• _Records provided_
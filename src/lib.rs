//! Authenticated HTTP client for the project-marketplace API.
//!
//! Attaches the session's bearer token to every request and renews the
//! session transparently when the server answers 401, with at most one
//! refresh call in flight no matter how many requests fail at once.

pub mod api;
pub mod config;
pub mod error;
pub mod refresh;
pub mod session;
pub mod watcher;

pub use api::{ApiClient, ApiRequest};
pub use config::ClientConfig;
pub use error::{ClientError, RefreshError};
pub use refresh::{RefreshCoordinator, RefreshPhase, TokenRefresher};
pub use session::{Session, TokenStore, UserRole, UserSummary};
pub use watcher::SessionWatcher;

...

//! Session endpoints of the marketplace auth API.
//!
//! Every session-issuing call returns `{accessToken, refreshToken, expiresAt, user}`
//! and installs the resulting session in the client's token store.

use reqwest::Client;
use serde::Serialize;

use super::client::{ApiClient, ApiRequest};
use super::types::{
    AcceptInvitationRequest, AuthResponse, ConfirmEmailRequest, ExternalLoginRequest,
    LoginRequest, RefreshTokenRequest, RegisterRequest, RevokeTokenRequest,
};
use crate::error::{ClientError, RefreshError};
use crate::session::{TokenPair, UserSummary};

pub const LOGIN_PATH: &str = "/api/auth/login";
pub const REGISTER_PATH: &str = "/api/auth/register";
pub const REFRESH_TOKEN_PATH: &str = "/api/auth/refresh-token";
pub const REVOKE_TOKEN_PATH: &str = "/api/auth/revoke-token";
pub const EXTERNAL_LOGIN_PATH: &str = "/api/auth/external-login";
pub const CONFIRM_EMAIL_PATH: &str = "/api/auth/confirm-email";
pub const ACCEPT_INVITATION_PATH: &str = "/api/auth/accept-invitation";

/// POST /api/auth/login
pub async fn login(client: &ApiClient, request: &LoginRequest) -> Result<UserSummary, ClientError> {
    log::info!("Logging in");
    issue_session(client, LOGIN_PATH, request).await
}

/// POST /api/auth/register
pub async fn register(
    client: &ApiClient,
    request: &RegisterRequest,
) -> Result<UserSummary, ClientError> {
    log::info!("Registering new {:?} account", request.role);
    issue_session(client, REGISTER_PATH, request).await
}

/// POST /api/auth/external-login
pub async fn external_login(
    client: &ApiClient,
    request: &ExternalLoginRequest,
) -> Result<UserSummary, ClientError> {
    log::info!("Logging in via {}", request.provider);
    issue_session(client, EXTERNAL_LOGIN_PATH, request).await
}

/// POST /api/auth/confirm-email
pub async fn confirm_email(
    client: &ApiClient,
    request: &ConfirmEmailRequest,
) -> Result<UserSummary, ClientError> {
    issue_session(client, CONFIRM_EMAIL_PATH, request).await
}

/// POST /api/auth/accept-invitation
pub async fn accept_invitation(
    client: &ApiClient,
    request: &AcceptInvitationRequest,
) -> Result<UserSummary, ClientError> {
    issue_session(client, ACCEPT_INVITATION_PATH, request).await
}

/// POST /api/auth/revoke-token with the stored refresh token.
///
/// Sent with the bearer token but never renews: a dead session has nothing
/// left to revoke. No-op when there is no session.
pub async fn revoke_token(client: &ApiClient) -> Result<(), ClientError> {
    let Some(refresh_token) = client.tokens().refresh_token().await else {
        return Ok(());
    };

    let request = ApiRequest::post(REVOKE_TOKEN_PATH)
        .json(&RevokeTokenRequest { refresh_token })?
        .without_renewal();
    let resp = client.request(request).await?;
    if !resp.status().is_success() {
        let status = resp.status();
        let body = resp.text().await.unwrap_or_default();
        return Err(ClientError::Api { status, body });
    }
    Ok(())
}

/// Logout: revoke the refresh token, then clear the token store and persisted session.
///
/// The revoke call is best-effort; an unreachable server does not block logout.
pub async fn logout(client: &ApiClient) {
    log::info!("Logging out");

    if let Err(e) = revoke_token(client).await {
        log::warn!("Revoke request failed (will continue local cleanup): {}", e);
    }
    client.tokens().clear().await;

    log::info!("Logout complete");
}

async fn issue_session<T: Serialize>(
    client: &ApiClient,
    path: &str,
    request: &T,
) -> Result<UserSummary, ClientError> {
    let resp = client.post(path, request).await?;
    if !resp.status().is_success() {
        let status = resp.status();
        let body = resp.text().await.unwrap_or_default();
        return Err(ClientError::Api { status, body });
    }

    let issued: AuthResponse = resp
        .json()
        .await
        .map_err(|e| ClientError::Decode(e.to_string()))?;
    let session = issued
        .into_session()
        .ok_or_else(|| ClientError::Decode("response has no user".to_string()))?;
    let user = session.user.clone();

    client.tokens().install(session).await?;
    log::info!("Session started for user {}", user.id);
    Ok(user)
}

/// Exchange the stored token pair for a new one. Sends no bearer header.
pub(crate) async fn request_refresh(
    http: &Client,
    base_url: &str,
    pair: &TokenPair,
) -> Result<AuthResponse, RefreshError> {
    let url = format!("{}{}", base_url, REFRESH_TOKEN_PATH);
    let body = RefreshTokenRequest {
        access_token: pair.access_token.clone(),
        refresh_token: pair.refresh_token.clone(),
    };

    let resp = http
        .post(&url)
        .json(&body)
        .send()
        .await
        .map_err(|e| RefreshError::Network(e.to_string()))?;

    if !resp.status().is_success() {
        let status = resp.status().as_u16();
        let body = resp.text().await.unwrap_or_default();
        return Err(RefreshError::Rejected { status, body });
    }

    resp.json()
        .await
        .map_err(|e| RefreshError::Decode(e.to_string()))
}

...

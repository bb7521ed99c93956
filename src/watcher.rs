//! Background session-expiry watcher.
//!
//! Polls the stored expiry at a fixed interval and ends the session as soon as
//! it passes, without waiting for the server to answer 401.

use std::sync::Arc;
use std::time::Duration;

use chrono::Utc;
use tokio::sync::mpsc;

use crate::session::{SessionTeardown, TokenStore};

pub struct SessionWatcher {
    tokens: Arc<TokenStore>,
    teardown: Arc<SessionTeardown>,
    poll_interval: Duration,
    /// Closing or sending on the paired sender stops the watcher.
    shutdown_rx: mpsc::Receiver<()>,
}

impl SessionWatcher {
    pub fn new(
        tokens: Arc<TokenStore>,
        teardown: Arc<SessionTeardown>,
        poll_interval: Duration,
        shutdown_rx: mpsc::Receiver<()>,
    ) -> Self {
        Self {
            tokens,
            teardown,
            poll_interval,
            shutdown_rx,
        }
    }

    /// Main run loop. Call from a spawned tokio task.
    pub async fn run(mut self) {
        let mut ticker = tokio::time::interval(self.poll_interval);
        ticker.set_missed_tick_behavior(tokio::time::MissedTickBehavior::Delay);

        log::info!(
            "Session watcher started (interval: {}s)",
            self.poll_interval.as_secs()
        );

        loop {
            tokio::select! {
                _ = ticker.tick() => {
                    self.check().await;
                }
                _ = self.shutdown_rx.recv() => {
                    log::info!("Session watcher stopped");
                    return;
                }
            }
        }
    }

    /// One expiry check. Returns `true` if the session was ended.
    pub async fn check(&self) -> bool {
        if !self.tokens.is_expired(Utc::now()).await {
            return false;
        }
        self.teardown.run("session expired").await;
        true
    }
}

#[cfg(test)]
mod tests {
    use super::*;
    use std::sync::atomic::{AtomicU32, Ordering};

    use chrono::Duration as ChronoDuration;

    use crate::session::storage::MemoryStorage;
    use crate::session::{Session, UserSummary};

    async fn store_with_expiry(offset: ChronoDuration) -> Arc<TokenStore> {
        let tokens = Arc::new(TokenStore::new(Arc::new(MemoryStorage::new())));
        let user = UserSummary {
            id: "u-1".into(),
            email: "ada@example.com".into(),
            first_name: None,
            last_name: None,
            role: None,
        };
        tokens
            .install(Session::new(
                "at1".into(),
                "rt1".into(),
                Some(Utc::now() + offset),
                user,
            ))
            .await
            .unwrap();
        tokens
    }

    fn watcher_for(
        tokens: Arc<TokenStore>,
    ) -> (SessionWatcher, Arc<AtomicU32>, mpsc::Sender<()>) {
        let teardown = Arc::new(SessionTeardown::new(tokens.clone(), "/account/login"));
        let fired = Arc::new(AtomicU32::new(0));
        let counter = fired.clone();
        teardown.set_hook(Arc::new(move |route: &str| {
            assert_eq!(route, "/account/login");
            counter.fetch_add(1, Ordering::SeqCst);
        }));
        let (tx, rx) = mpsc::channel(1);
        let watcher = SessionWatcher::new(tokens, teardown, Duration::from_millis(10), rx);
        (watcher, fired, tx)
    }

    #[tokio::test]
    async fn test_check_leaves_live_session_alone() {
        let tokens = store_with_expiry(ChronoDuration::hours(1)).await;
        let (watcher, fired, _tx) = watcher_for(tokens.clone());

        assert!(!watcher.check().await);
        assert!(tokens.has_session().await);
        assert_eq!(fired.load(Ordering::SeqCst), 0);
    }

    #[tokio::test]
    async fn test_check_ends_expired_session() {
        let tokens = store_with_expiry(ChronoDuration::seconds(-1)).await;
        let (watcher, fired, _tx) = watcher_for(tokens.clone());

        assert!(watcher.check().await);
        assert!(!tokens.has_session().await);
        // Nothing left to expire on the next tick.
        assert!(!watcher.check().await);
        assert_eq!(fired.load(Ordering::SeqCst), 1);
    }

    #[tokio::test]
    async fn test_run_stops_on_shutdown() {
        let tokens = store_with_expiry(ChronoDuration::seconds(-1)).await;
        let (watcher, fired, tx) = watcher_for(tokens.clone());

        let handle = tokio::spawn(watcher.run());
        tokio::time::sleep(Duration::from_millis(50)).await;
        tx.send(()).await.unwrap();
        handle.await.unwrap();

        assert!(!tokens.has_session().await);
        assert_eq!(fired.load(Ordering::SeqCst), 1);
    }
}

• _Work request_
Return, word for word, the lines of the data above from the line with "filename src/lib.rs" through the line with "at most one", inclusive.

• _Written response_
filename src/lib.rs
//! Authenticated HTTP client for the project-marketplace API.
//!
//! Attaches the session's bearer token to every request and renews the
//! session transparently when the server answers 401, with at most one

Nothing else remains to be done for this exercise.